What to do
Go over the lines below, and when one contains the word "FrameBuffer", copy it.

BEGIN

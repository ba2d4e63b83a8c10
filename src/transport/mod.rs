//! Transport abstraction over the duplex channel to the modem daemon.
//!
//! The worker only needs three things from a channel: a blocking read, a
//! blocking write, and a way to interrupt a pending read from another
//! thread. Injecting the handle (instead of hard-wiring a platform socket)
//! is what makes the worker testable against [`memory::duplex_pair`].

use std::io;
use std::sync::Arc;

pub mod memory;
#[cfg(unix)]
pub mod unix;

pub use memory::{duplex_pair, MemoryTransport};
#[cfg(unix)]
pub use unix::UnixTransport;

/// Outcome of a blocking [`Transport::recv`] call.
#[derive(Debug, Clone, Copy, PartialEq, Eq)]
pub enum RecvOutcome {
    /// `n` bytes were read into the buffer.
    Data(usize),
    /// A [`TransportWaker`] fired; no bytes were read.
    Woken,
    /// The peer closed the channel cleanly.
    Closed,
}

/// Handle that interrupts a pending `recv` from another thread.
///
/// Waking is best-effort and idempotent: a wake with no pending `recv`
/// makes the next `recv` return [`RecvOutcome::Woken`] promptly.
pub trait TransportWaker: Send + Sync {
    /// Interrupt a pending or upcoming blocking read.
    fn wake(&self);
}

/// A persistent duplex byte channel with interruptible blocking reads.
///
/// The single worker thread owns the transport exclusively; only the waker
/// handle crosses threads.
pub trait Transport: Send + 'static {
    /// Block until bytes arrive, the peer closes, or a waker fires.
    fn recv(&mut self, buf: &mut [u8]) -> io::Result<RecvOutcome>;

    /// Write the entire buffer, blocking as needed.
    fn send_all(&mut self, buf: &[u8]) -> io::Result<()>;

    /// Get a waker for this transport. May be called before the transport
    /// moves onto the worker thread.
    fn waker(&self) -> Arc<dyn TransportWaker>;
}
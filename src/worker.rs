//! Channel worker: the dedicated I/O thread for one modem channel.
//!
//! The worker owns the transport and performs the only blocking operations
//! in the crate. The consumer side never blocks: `send` enqueues and wakes,
//! and received frames arrive as [`ChannelEvent`]s on a channel drained by
//! the consumer's own loop.
//!
//! # Architecture
//!
//! ```text
//! consumer thread ──send()──► OutgoingQueue ─┐
//!                                            ├─► worker thread ◄──► transport
//! consumer thread ◄─ChannelEvent── receiver ─┘
//! ```
//!
//! # Example
//!
//! ```
//! use rilwire::transport::duplex_pair;
//! use rilwire::worker::{ChannelEvent, ChannelWorker, Config};
//!
//! let (ours, _peer) = duplex_pair();
//! let (worker, events) = ChannelWorker::new(ours, Config::default());
//! worker.send(b"command").unwrap(); // queued until the worker runs
//! worker.start().unwrap();
//! worker.stop();
//! # drop(events);
//! ```

use std::sync::atomic::{AtomicU8, Ordering};
use std::sync::Arc;
use std::thread::JoinHandle;

use crossbeam_channel::{unbounded, Receiver, Sender};
use parking_lot::Mutex;
use tracing::{debug, trace, warn};

use crate::error::{Result, RilwireError};
use crate::protocol::{Frame, FrameBuffer, DEFAULT_MAX_FRAME_SIZE};
use crate::queue::OutgoingQueue;
use crate::transport::{RecvOutcome, Transport, TransportWaker};

/// Lifecycle state of a [`ChannelWorker`].
///
/// `Created → Started → ShuttingDown → Stopped`; a transport or framing
/// error moves `Started` directly to `Stopped`. `Stopped` is terminal.
#[derive(Debug, Clone, Copy, PartialEq, Eq)]
#[repr(u8)]
pub enum WorkerState {
    /// Constructed, thread not yet spawned.
    Created = 0,
    /// Worker thread running.
    Started = 1,
    /// Stop requested; waiting for the blocking read to unblock.
    ShuttingDown = 2,
    /// Worker thread has exited. Terminal.
    Stopped = 3,
}

impl WorkerState {
    fn from_u8(value: u8) -> Self {
        match value {
            0 => Self::Created,
            1 => Self::Started,
            2 => Self::ShuttingDown,
            _ => Self::Stopped,
        }
    }
}

/// Configuration for a channel worker.
#[derive(Debug, Clone)]
pub struct Config {
    /// Maximum accepted frame payload size; larger prefixes close the
    /// channel with [`RilwireError::FrameTooLarge`].
    pub max_frame_size: u32,
    /// Size of the scratch buffer handed to each blocking read.
    pub read_chunk_size: usize,
    /// Name given to the spawned worker thread.
    pub thread_name: String,
}

impl Default for Config {
    fn default() -> Self {
        Self {
            max_frame_size: DEFAULT_MAX_FRAME_SIZE,
            read_chunk_size: 1024,
            thread_name: "rilwire-worker".to_string(),
        }
    }
}

/// Notification delivered to the consumer's context.
#[derive(Debug)]
pub enum ChannelEvent {
    /// A complete frame was reassembled. Frames arrive in wire order.
    Frame(Frame),
    /// The channel died; sent exactly once, and only for failures (a
    /// consumer-initiated [`ChannelWorker::stop`] produces no event).
    Closed(RilwireError),
}

/// Owns one worker thread and the transport it reads and writes.
///
/// One instance per channel. The instance is not restartable: after
/// `stop()` (or a transport error) a fresh worker must be constructed.
pub struct ChannelWorker {
    state: Arc<AtomicU8>,
    queue: Arc<OutgoingQueue>,
    waker: Arc<dyn TransportWaker>,
    transport: Mutex<Option<Box<dyn Transport>>>,
    events_tx: Sender<ChannelEvent>,
    handle: Mutex<Option<JoinHandle<()>>>,
    config: Config,
}

impl ChannelWorker {
    /// Create a worker for the given transport.
    ///
    /// Returns the worker plus the event receiver the consumer drains on
    /// its own context. Nothing runs until [`start`](Self::start).
    pub fn new<T: Transport>(transport: T, config: Config) -> (Self, Receiver<ChannelEvent>) {
        let (events_tx, events_rx) = unbounded();
        let waker = transport.waker();
        let worker = Self {
            state: Arc::new(AtomicU8::new(WorkerState::Created as u8)),
            queue: Arc::new(OutgoingQueue::new()),
            waker,
            transport: Mutex::new(Some(Box::new(transport))),
            events_tx,
            handle: Mutex::new(None),
            config,
        };
        (worker, events_rx)
    }

    /// Current lifecycle state (atomic read, callable from any thread).
    pub fn state(&self) -> WorkerState {
        WorkerState::from_u8(self.state.load(Ordering::Acquire))
    }

    /// Spawn the worker thread.
    ///
    /// Fails with [`RilwireError::AlreadyStarted`] unless the worker is
    /// still in `Created` - including after a stop; the worker is one-shot.
    pub fn start(&self) -> Result<()> {
        self.state
            .compare_exchange(
                WorkerState::Created as u8,
                WorkerState::Started as u8,
                Ordering::AcqRel,
                Ordering::Acquire,
            )
            .map_err(|_| RilwireError::AlreadyStarted)?;

        let transport = self
            .transport
            .lock()
            .take()
            .ok_or(RilwireError::InvalidState("transport already consumed"))?;

        let state = Arc::clone(&self.state);
        let queue = Arc::clone(&self.queue);
        let events = self.events_tx.clone();
        let config = self.config.clone();

        let spawned = std::thread::Builder::new()
            .name(config.thread_name.clone())
            .spawn(move || run_loop(transport, state, queue, events, config));

        match spawned {
            Ok(handle) => {
                *self.handle.lock() = Some(handle);
                Ok(())
            }
            Err(err) => {
                self.state
                    .store(WorkerState::Stopped as u8, Ordering::Release);
                Err(RilwireError::Spawn(err))
            }
        }
    }

    /// Queue a payload for writing; callable from any thread, never blocks
    /// on I/O.
    ///
    /// Valid before [`start`](Self::start): queued requests are written as
    /// soon as the worker runs. Writes happen in global enqueue order.
    /// Fails with [`RilwireError::ConnectionClosed`] once the channel is
    /// shutting down or stopped.
    pub fn send(&self, payload: &[u8]) -> Result<()> {
        match self.state() {
            WorkerState::ShuttingDown | WorkerState::Stopped => {
                Err(RilwireError::ConnectionClosed)
            }
            WorkerState::Created | WorkerState::Started => {
                self.queue.enqueue(payload);
                // No-op before start; otherwise kicks the worker out of
                // its blocking read so the write goes out promptly.
                self.waker.wake();
                Ok(())
            }
        }
    }

    /// Stop the worker and wait for its thread to exit.
    ///
    /// Cooperative: wakes the blocking read and joins. Idempotent - a
    /// second call, or a call after an error already stopped the channel,
    /// is a no-op. On a never-started worker it just marks the terminal
    /// state.
    pub fn stop(&self) {
        let _ = self.state.compare_exchange(
            WorkerState::Created as u8,
            WorkerState::Stopped as u8,
            Ordering::AcqRel,
            Ordering::Acquire,
        );

        if self
            .state
            .compare_exchange(
                WorkerState::Started as u8,
                WorkerState::ShuttingDown as u8,
                Ordering::AcqRel,
                Ordering::Acquire,
            )
            .is_ok()
        {
            self.waker.wake();
        }

        if let Some(handle) = self.handle.lock().take() {
            if handle.join().is_err() {
                warn!("worker thread panicked");
            }
        }
    }
}

impl Drop for ChannelWorker {
    fn drop(&mut self) {
        self.stop();
    }
}

/// The worker thread body: write pending requests, block for bytes, feed
/// the frame buffer, dispatch complete frames.
fn run_loop(
    mut transport: Box<dyn Transport>,
    state: Arc<AtomicU8>,
    queue: Arc<OutgoingQueue>,
    events: Sender<ChannelEvent>,
    config: Config,
) {
    let mut frames = FrameBuffer::with_max_frame_size(config.max_frame_size);
    let mut chunk = vec![0u8; config.read_chunk_size.max(1)];
    debug!("channel worker running");

    let result = 'io: loop {
        if state.load(Ordering::Acquire) == WorkerState::ShuttingDown as u8 {
            break 'io Ok(());
        }

        // Drain writes before blocking again, in enqueue order.
        for request in queue.drain_all() {
            trace!(len = request.payload_len(), "writing request");
            if let Err(err) = transport.send_all(request.wire_bytes()) {
                break 'io Err(RilwireError::Write(err));
            }
        }

        match transport.recv(&mut chunk) {
            Ok(RecvOutcome::Data(n)) => {
                frames.extend(&chunk[..n]);
                loop {
                    match frames.next_frame() {
                        Ok(Some(frame)) => {
                            trace!(len = frame.len(), "frame received");
                            if events.send(ChannelEvent::Frame(frame)).is_err() {
                                // Receiver dropped: nobody is listening.
                                break 'io Ok(());
                            }
                        }
                        Ok(None) => break,
                        Err(err) => break 'io Err(err),
                    }
                }
            }
            // A waker fired: re-check shutdown and pending writes.
            Ok(RecvOutcome::Woken) => continue,
            Ok(RecvOutcome::Closed) => break 'io Err(RilwireError::ConnectionClosed),
            Err(err) => break 'io Err(RilwireError::Read(err)),
        }
    };

    // Error paths skip ShuttingDown and land on the terminal state directly.
    state.store(WorkerState::Stopped as u8, Ordering::Release);

    match result {
        Ok(()) => debug!("channel worker stopped"),
        Err(err) => {
            warn!(%err, "channel closed on error");
            let _ = events.send(ChannelEvent::Closed(err));
        }
    }
}
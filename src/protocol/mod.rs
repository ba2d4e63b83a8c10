//! Protocol module - wire format, framing, and frame types.
//!
//! Implements the binary framing for the modem channel:
//! - 4-byte big-endian length prefix encoding/decoding
//! - Frame buffer for accumulating partial reads
//! - Opaque frame type handed to the consumer

mod frame;
mod frame_buffer;
mod wire_format;

pub use frame::{build_frame, Frame};
pub use frame_buffer::FrameBuffer;
pub use wire_format::{
    decode_length_prefix, encode_length_prefix, validate_frame_length, DEFAULT_MAX_FRAME_SIZE,
    LENGTH_PREFIX_SIZE,
};
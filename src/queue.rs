//! Outgoing request queue.
//!
//! Producers on any thread enqueue payloads; the single worker drains the
//! queue and writes each request to the transport. Order is the global FIFO
//! order of `enqueue` calls, regardless of enqueuing thread, because exactly
//! one worker drains.
//!
//! The length prefix is encoded at enqueue time so the worker can hand each
//! request to the transport as one contiguous write.

use std::collections::VecDeque;

use bytes::{BufMut, Bytes, BytesMut};
use parking_lot::Mutex;

use crate::protocol::{encode_length_prefix, LENGTH_PREFIX_SIZE};

/// A pending write: length prefix plus payload, pre-encoded contiguously.
///
/// Owned exclusively by the worker once taken out of the queue; dropped
/// after the write completes or fails.
#[derive(Debug, Clone)]
pub struct OutgoingRequest {
    frame: Bytes,
}

impl OutgoingRequest {
    fn new(payload: &[u8]) -> Self {
        let mut frame = BytesMut::with_capacity(LENGTH_PREFIX_SIZE + payload.len());
        frame.put_slice(&encode_length_prefix(payload.len() as u32));
        frame.put_slice(payload);
        Self {
            frame: frame.freeze(),
        }
    }

    /// The complete wire bytes: prefix followed by payload.
    #[inline]
    pub fn wire_bytes(&self) -> &[u8] {
        &self.frame
    }

    /// Payload length, excluding the prefix.
    #[inline]
    pub fn payload_len(&self) -> usize {
        self.frame.len() - LENGTH_PREFIX_SIZE
    }
}

/// Thread-safe FIFO of pending writes.
#[derive(Debug, Default)]
pub struct OutgoingQueue {
    pending: Mutex<VecDeque<OutgoingRequest>>,
}

impl OutgoingQueue {
    /// Create an empty queue.
    pub fn new() -> Self {
        Self::default()
    }

    /// Append a payload, pre-encoding its length prefix. Never blocks
    /// beyond the internal lock; callable from any thread.
    pub fn enqueue(&self, payload: &[u8]) {
        let request = OutgoingRequest::new(payload);
        self.pending.lock().push_back(request);
    }

    /// Atomically take every request enqueued so far, leaving the queue
    /// empty. Called only by the worker; never blocks on I/O.
    pub fn drain_all(&self) -> Vec<OutgoingRequest> {
        let mut pending = self.pending.lock();
        pending.drain(..).collect()
    }

    /// Number of pending requests.
    pub fn len(&self) -> usize {
        self.pending.lock().len()
    }

    /// Check whether any writes are pending.
    pub fn is_empty(&self) -> bool {
        self.pending.lock().is_empty()
    }
}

END

Exercise answer
use crate::protocol::{Frame, FrameBuffer, DEFAULT_MAX_FRAME_SIZE};
    let mut frames = FrameBuffer::with_max_frame_size(config.max_frame_size);
pub use frame_buffer::FrameBuffer;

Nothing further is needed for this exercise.